Desde 1980, Michael había estado generando hasta 10 millones de dólares anuales. "Estaba sentado sobre una pila de dinero que necesitaba ser invertida", cuenta O'Malley. Entonces recordó las enseñanzas de su maestro Beatle y comenzó el verdadero negocio: comprar catálogos de canciones. Con la ayuda de su abogado John Branca y el polémico empresario Robert Holmes à Court -el primer australiano multimillonario de la historia- adquirió los derechos de Len Barry y The Intruders. Luego, canciones por separado. Intentó comprar sin éxito todos los temas de Motown -el gran sello de la música afroamericana- e incluso llegó al extremo de escuchar una canción en alguna fiesta, meterse al baño y decirle por teléfono a sus asistentes: "¡Quiero esta canción!".

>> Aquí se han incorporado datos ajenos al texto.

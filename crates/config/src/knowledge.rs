//! Declarative business knowledge: domain keyword profiles, dictionary
//! terms, regex families and rule tables.
//!
//! The scoring code in `querylens-analysis` is generic over this data.
//! A built-in copy ships with the crate (`defaults/knowledge.toml`).

use crate::ConfigError;
use querylens_core::{EntityType, IntentType};
use serde::{Deserialize, Serialize};
use std::path::Path;

const BUILTIN_KNOWLEDGE: &str = include_str!("../defaults/knowledge.toml");

#[derive(Debug, Clone, Default, Serialize, Deserialize)]
pub struct KnowledgeBase {
    #[serde(default)]
    pub domains: Vec<DomainProfile>,

    #[serde(default)]
    pub disambiguation: Vec<DisambiguationRule>,

    #[serde(default)]
    pub business_terms: Vec<BusinessTermEntry>,

    #[serde(default)]
    pub entity_patterns: Vec<EntityPatternFamily>,

    #[serde(default)]
    pub contextual_indicators: Vec<ContextualIndicators>,

    #[serde(default)]
    pub intent_patterns: Vec<IntentPatternFamilies>,

    #[serde(default)]
    pub intent_keywords: Vec<IntentKeywords>,

    #[serde(default)]
    pub structural_rules: Vec<StructuralRule>,

    #[serde(default)]
    pub fallback_cues: Vec<FallbackCue>,
}

/// Weighted keyword profile of one business domain.
#[derive(Debug, Clone, Serialize, Deserialize)]
pub struct DomainProfile {
    pub name: String,

    #[serde(default)]
    pub description: String,

    #[serde(default)]
    pub related_tables: Vec<String>,

    /// Keywords weighted 3.0.
    #[serde(default)]
    pub high_priority: Vec<String>,

    #[serde(default)]
    pub keywords: Vec<String>,

    /// Terms that each add `bonus_per_term` (total capped at 0.3).
    #[serde(default)]
    pub bonus_terms: Vec<String>,

    #[serde(default)]
    pub bonus_per_term: f64,
}

impl DomainProfile {
    /// All keywords paired with their weight, high-priority terms first.
    pub fn weighted_keywords(&self) -> Vec<(String, f64)> {
        let mut out: Vec<(String, f64)> = Vec::new();
        for k in &self.high_priority {
            out.push((k.to_lowercase(), 3.0));
        }
        for k in &self.keywords {
            let lower = k.to_lowercase();
            if out.iter().any(|(existing, _)| *existing == lower) {
                continue;
            }
            let weight = if lower.contains(' ') || lower.chars().count() > 6 {
                2.0
            } else {
                1.0
            };
            out.push((lower, weight));
        }
        out
    }
}

/// Tie-break override between close-scoring domains.
#[derive(Debug, Clone, Serialize, Deserialize)]
pub struct DisambiguationRule {
    pub prefer: String,
    pub over: Vec<String>,
    /// Strong terms; any one present triggers the override.
    pub when_any: Vec<String>,
}

#[derive(Debug, Clone, Serialize, Deserialize)]
pub struct BusinessTermEntry {
    pub term: String,
    pub entity_type: EntityType,
    /// Entity name to emit; defaults to `term`.
    #[serde(default, skip_serializing_if = "Option::is_none")]
    pub canonical: Option<String>,
}

impl BusinessTermEntry {
    pub fn entity_name(&self) -> &str {
        self.canonical.as_deref().unwrap_or(&self.term)
    }
}

#[derive(Debug, Clone, Serialize, Deserialize)]
pub struct EntityPatternFamily {
    pub entity_type: EntityType,
    pub patterns: Vec<String>,
}

#[derive(Debug, Clone, Serialize, Deserialize)]
pub struct ContextualIndicators {
    pub entity_type: EntityType,
    pub words: Vec<String>,
}

#[derive(Debug, Clone, Serialize, Deserialize)]
pub struct IntentPatternFamilies {
    pub intent: IntentType,
    pub families: Vec<String>,
}

#[derive(Debug, Clone, Serialize, Deserialize)]
pub struct IntentKeywords {
    pub intent: IntentType,
    pub keywords: Vec<String>,
}

#[derive(Debug, Clone, Serialize, Deserialize)]
pub struct StructuralRule {
    pub intent: IntentType,
    pub confidence: f64,
    pub phrases: Vec<String>,
}

#[derive(Debug, Clone, Serialize, Deserialize)]
pub struct FallbackCue {
    pub intent: IntentType,
    pub phrases: Vec<String>,
}

impl KnowledgeBase {
    /// The knowledge shipped with QueryLens.
    ///
    /// # Panics
    ///
    /// Panics if the embedded file is malformed, which is a build defect.
    pub fn builtin() -> Self {
        Self::from_toml(BUILTIN_KNOWLEDGE)
            .unwrap_or_else(|e| panic!("embedded knowledge.toml is invalid: {e}"))
    }

    pub fn from_toml(content: &str) -> Result<Self, ConfigError> {
        let kb: Self = toml::from_str(content).map_err(|e| ConfigError::ParseError {
            path: "knowledge.toml".into(),
            reason: e.to_string(),
        })?;
        kb.validate()?;
        Ok(kb)
    }

    pub fn load_from(path: &Path) -> Result<Self, ConfigError> {
        let content = std::fs::read_to_string(path).map_err(|e| ConfigError::ReadError {
            path: path.to_path_buf(),
            reason: e.to_string(),
        })?;
        let kb: Self = toml::from_str(&content).map_err(|e| ConfigError::ParseError {
            path: path.to_path_buf(),
            reason: e.to_string(),
        })?;
        kb.validate()?;
        tracing::info!(
            path = %path.display(),
            domains = kb.domains.len(),
            terms = kb.business_terms.len(),
            "Loaded knowledge base"
        );
        Ok(kb)
    }

    pub fn domain(&self, name: &str) -> Option<&DomainProfile> {
        self.domains.iter().find(|d| d.name.eq_ignore_ascii_case(name))
    }

    pub fn keywords_for(&self, intent: IntentType) -> &[String] {
        self.intent_keywords
            .iter()
            .find(|k| k.intent == intent)
            .map(|k| k.keywords.as_slice())
            .unwrap_or(&[])
    }

    fn validate(&self) -> Result<(), ConfigError> {
        for d in &self.domains {
            if d.name.trim().is_empty() {
                return Err(ConfigError::ValidationError("domain with empty name".into()));
            }
            if d.high_priority.is_empty() && d.keywords.is_empty() {
                return Err(ConfigError::ValidationError(format!(
                    "domain '{}' has no keywords",
                    d.name
                )));
            }
            if !(0.0..=0.3).contains(&d.bonus_per_term) {
                return Err(ConfigError::ValidationError(format!(
                    "domain '{}': bonus_per_term must be within [0, 0.3]",
                    d.name
                )));
            }
        }
        for rule in &self.disambiguation {
            if self.domain(&rule.prefer).is_none() {
                return Err(ConfigError::ValidationError(format!(
                    "disambiguation prefers unknown domain '{}'",
                    rule.prefer
                )));
            }
        }
        for rule in &self.structural_rules {
            if !(0.0..=1.0).contains(&rule.confidence) {
                return Err(ConfigError::ValidationError(format!(
                    "structural rule for {} has confidence outside [0, 1]",
                    rule.intent
                )));
            }
        }
        Ok(())
    }
}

El 16 de agosto de 1985, Paul McCartney se encontró con una noticia que lo dejó helado: "Michael Jackson compra los derechos de las canciones de los Beatles por 47 mdd". El joven de 26 años le había ganado a compradores como la CBS, Coca-Cola y EMI. Hay quien asegura que Paul ya sospechaba de la traición, pero nunca se ha conocido la verdad.
Los golpes para Paul continuaron: en 1995, Michael fusionó su catálogo con Sony, creando así la empresa Sony / ATV Music Publishing.
Cuando murió, sus herederos vendieron su parte a Sony Corp por 750 millones de dólares y Paul declaró a la prensa: "No estoy devastado por nada; nunca pensé que me fuera a dejar su parte".
Casi cuatro décadas después, Sir Paul McCartney ha ganado la batalla. Si ningún juez se opone, su viacrucis concluirá y, a partir de octubre de 2018, el hombre al que han dado por muerto en infinidad de ocasiones será el dueño total de los Beatles.